THEATRE REVIEW: Fiddler on the Roof – Chichester Festival Theatre  

It’s a pity therefore that this production of a fine musical doesn’t always feel as sparky as it should. One senses that – the dancers in the wedding scene for instance – are still mentally reading their choreography notes. And far too many performers – Tracy-Ann Oberman as Golde for instance – have been cast for their acting rather than their singing ability.

“On the other hand” as Tevye (Omid Djalili) would say there is also plenty to enjoy. Djalili amply pulls off the hardest job – inevitable comparisons with Topol – and the biggest role. Convincingly sincere in his quirky, funny chats with God. He sings “If I were a rich man” as if he’d just thought of it and with delicious timing. He has a delightful knack of communicating with the audience with just his eyes which means that you never stop watching him. Anger, joy, deviousness, camaraderie, authority, love for his daughters – he manages it all with naturalistic charm. In effect the show is Djalili’s and he effortlessly outshines everyone else.

Tom Brady’s magnificent thirteen piece orchestra, concealed on a shelf above the stage, is another major strength, We get a good look at them after the interval. Brady ensures that we hear every note of orchestral detail and manages the excitable Klesmer rhythms and the accelerating tempi pretty well. He even ensures that a difficult number like ‘Do You Love Me?’ stays more or less together. Darius Luke Thompson, who creeps out of the orchestra at various points in the action, is an insouciant fiddler, perched on the roof at the beginning playing with wit, warmth and lyricism.

Amongst the support roles, Gareth Snook is strong as the gruff, disappointed Lazar Wolf, the old butcher who doesn’t get to marry Hodel (Emma Kingston – good). Louis Maskell sings pleasingly as Perchik and Rose Shalloo gives us a nicely judged, bespectacled, feisty but sweetly feminine Chava.

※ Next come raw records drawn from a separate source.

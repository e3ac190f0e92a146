//! Observable view state with automatic change notifications.
//!
//! Mutation = notification. Every dispatched action also broadcasts the new
//! snapshot, so callers cannot change the state without notifying
//! subscribers.

use parking_lot::Mutex;
use std::sync::atomic::{AtomicBool, Ordering};
use tokio::sync::watch;

use super::state::{ViewAction, ViewSnapshot, ViewState};

/// View state behind a lock, broadcasting a snapshot after every action.
///
/// Uses `parking_lot::Mutex` for the state (never poisons) and
/// `tokio::sync::watch` for broadcasts. The liveness flag is checked before
/// every dispatch; once the owner disposes the view, late results from
/// timers or in-flight requests are discarded.
pub(crate) struct ObservableState {
    inner: Mutex<ViewState>,
    alive: AtomicBool,
    tx: watch::Sender<ViewSnapshot>,
    /// Kept alive to keep the watch channel open.
    _rx: watch::Receiver<ViewSnapshot>,
}

impl ObservableState {
    pub(crate) fn new(state: ViewState) -> Self {
        let (tx, rx) = watch::channel(state.snapshot());
        Self {
            inner: Mutex::new(state),
            alive: AtomicBool::new(true),
            tx,
            _rx: rx,
        }
    }

    /// Apply an action and broadcast. Returns `false` if disposed.
    pub(crate) fn dispatch(&self, action: ViewAction) -> bool {
        if !self.is_alive() {
            tracing::debug!("View disposed, discarding {}", action_name(&action));
            return false;
        }
        let snapshot = {
            let mut inner = self.inner.lock();
            inner.apply(action);
            inner.snapshot()
        };
        let _ = self.tx.send(snapshot);
        true
    }

    /// Read the state without mutating it.
    pub(crate) fn read<R>(&self, f: impl FnOnce(&ViewState) -> R) -> R {
        let inner = self.inner.lock();
        f(&*inner)
    }

    pub(crate) fn snapshot(&self) -> ViewSnapshot {
        self.inner.lock().snapshot()
    }

    pub(crate) fn subscribe(&self) -> watch::Receiver<ViewSnapshot> {
        self.tx.subscribe()
    }

    pub(crate) fn is_alive(&self) -> bool {
        self.alive.load(Ordering::Acquire)
    }

    /// Flip the liveness flag. Returns `true` the first time.
    pub(crate) fn kill(&self) -> bool {
        self.alive.swap(false, Ordering::AcqRel)
    }
}

/// Variant name for logging without dumping record payloads.
fn action_name(action: &ViewAction) -> &'static str {
    match action {
        ViewAction::SearchInput(_) => "SearchInput",
        ViewAction::ApplySearch(_) => "ApplySearch",
        ViewAction::SetFieldFilter { .. } => "SetFieldFilter",
        ViewAction::ClearFilters => "ClearFilters",
        ViewAction::SetSort(_) => "SetSort",
        ViewAction::ClearSort => "ClearSort",
        ViewAction::SetPage(_) => "SetPage",
        ViewAction::SetLimit(_) => "SetLimit",
        ViewAction::ToggleSelect(_) => "ToggleSelect",
        ViewAction::SelectAllVisible => "SelectAllVisible",
        ViewAction::SelectAllMatching => "SelectAllMatching",
        ViewAction::ClearSelection => "ClearSelection",
        ViewAction::FetchStarted => "FetchStarted",
        ViewAction::Refreshed(_) => "Refreshed",
        ViewAction::FetchFailed(_) => "FetchFailed",
        ViewAction::FetchCancelled => "FetchCancelled",
        ViewAction::BulkSettled { .. } => "BulkSettled",
        ViewAction::RowActionFailed { .. } => "RowActionFailed",
        ViewAction::DismissBanner => "DismissBanner",
    }
}
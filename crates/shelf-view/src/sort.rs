//! Stable, type-aware ordering of records.

use std::cmp::Ordering;

use shelf_core::{FieldValue, Record, SortDirection, SortSpec};
use unicode_normalization::char::is_combining_mark;
use unicode_normalization::UnicodeNormalization;

/// Records ordered by `spec`. Equal keys keep their input order.
pub fn apply(records: &[Record], spec: &SortSpec) -> Vec<Record> {
    let mut indices: Vec<usize> = (0..records.len()).collect();
    sort_indices(records, &mut indices, spec);
    indices.into_iter().map(|i| records[i].clone()).collect()
}

/// Reorder `indices` (positions in `records`) by `spec`.
///
/// `slice::sort_by` is stable, so equal-key indices keep their relative
/// order. A `None` key leaves `indices` untouched.
pub fn sort_indices(records: &[Record], indices: &mut [usize], spec: &SortSpec) {
    let Some(key) = spec.key.as_deref() else {
        return;
    };
    indices.sort_by(|&a, &b| {
        compare_values(records[a].get(key), records[b].get(key), spec.direction)
    });
}

/// Compare two field values for a sort.
///
/// Missing and null values always sort last, in either direction.
pub fn compare_values(
    a: Option<&FieldValue>,
    b: Option<&FieldValue>,
    direction: SortDirection,
) -> Ordering {
    let a = a.filter(|v| !v.is_null());
    let b = b.filter(|v| !v.is_null());

    let (a, b) = match (a, b) {
        (None, None) => return Ordering::Equal,
        (None, Some(_)) => return Ordering::Greater,
        (Some(_), None) => return Ordering::Less,
        (Some(a), Some(b)) => (a, b),
    };

    let base = match (a, b) {
        (FieldValue::Text(x), FieldValue::Text(y)) => collate(x, y),
        (FieldValue::Number(x), FieldValue::Number(y)) => {
            x.partial_cmp(y).unwrap_or(Ordering::Equal)
        }
        (FieldValue::Date(x), FieldValue::Date(y)) => x.cmp(y),
        (FieldValue::Bool(x), FieldValue::Bool(y)) => u8::from(*x).cmp(&u8::from(*y)),
        // Mixed kinds: order by kind for a deterministic total order
        (x, y) => kind_rank(x).cmp(&kind_rank(y)),
    };

    match direction {
        SortDirection::Asc => base,
        SortDirection::Desc => base.reverse(),
    }
}

/// Three-level collation: base letters ignoring accents and case, then
/// accents, then code points so the ordering stays total.
fn collate(a: &str, b: &str) -> Ordering {
    base_letters(a)
        .cmp(base_letters(b))
        .then_with(|| case_folded(a).cmp(case_folded(b)))
        .then_with(|| a.cmp(b))
}

/// Canonical decomposition with combining marks dropped, lowercased.
fn base_letters(s: &str) -> impl Iterator<Item = char> + '_ {
    s.nfd()
        .filter(|c| !is_combining_mark(*c))
        .flat_map(char::to_lowercase)
}

fn case_folded(s: &str) -> impl Iterator<Item = char> + '_ {
    s.nfd().flat_map(char::to_lowercase)
}

fn kind_rank(value: &FieldValue) -> u8 {
    match value {
        FieldValue::Bool(_) => 0,
        FieldValue::Number(_) => 1,
        FieldValue::Date(_) => 2,
        FieldValue::Text(_) => 3,
        FieldValue::Null => 4,
    }
}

The blurred emergence and disappearance of the ensemble from the dark upstage space is effective. So is the use of suitcases – redolent with the ever topical, symbolism of a people being driven from their home villages and countries – as a versatile set (designer: Lex Brotherston). And the projection at the end of thousands of real life, early twentieth century Jewish people driven into exile really hits you between the eyes.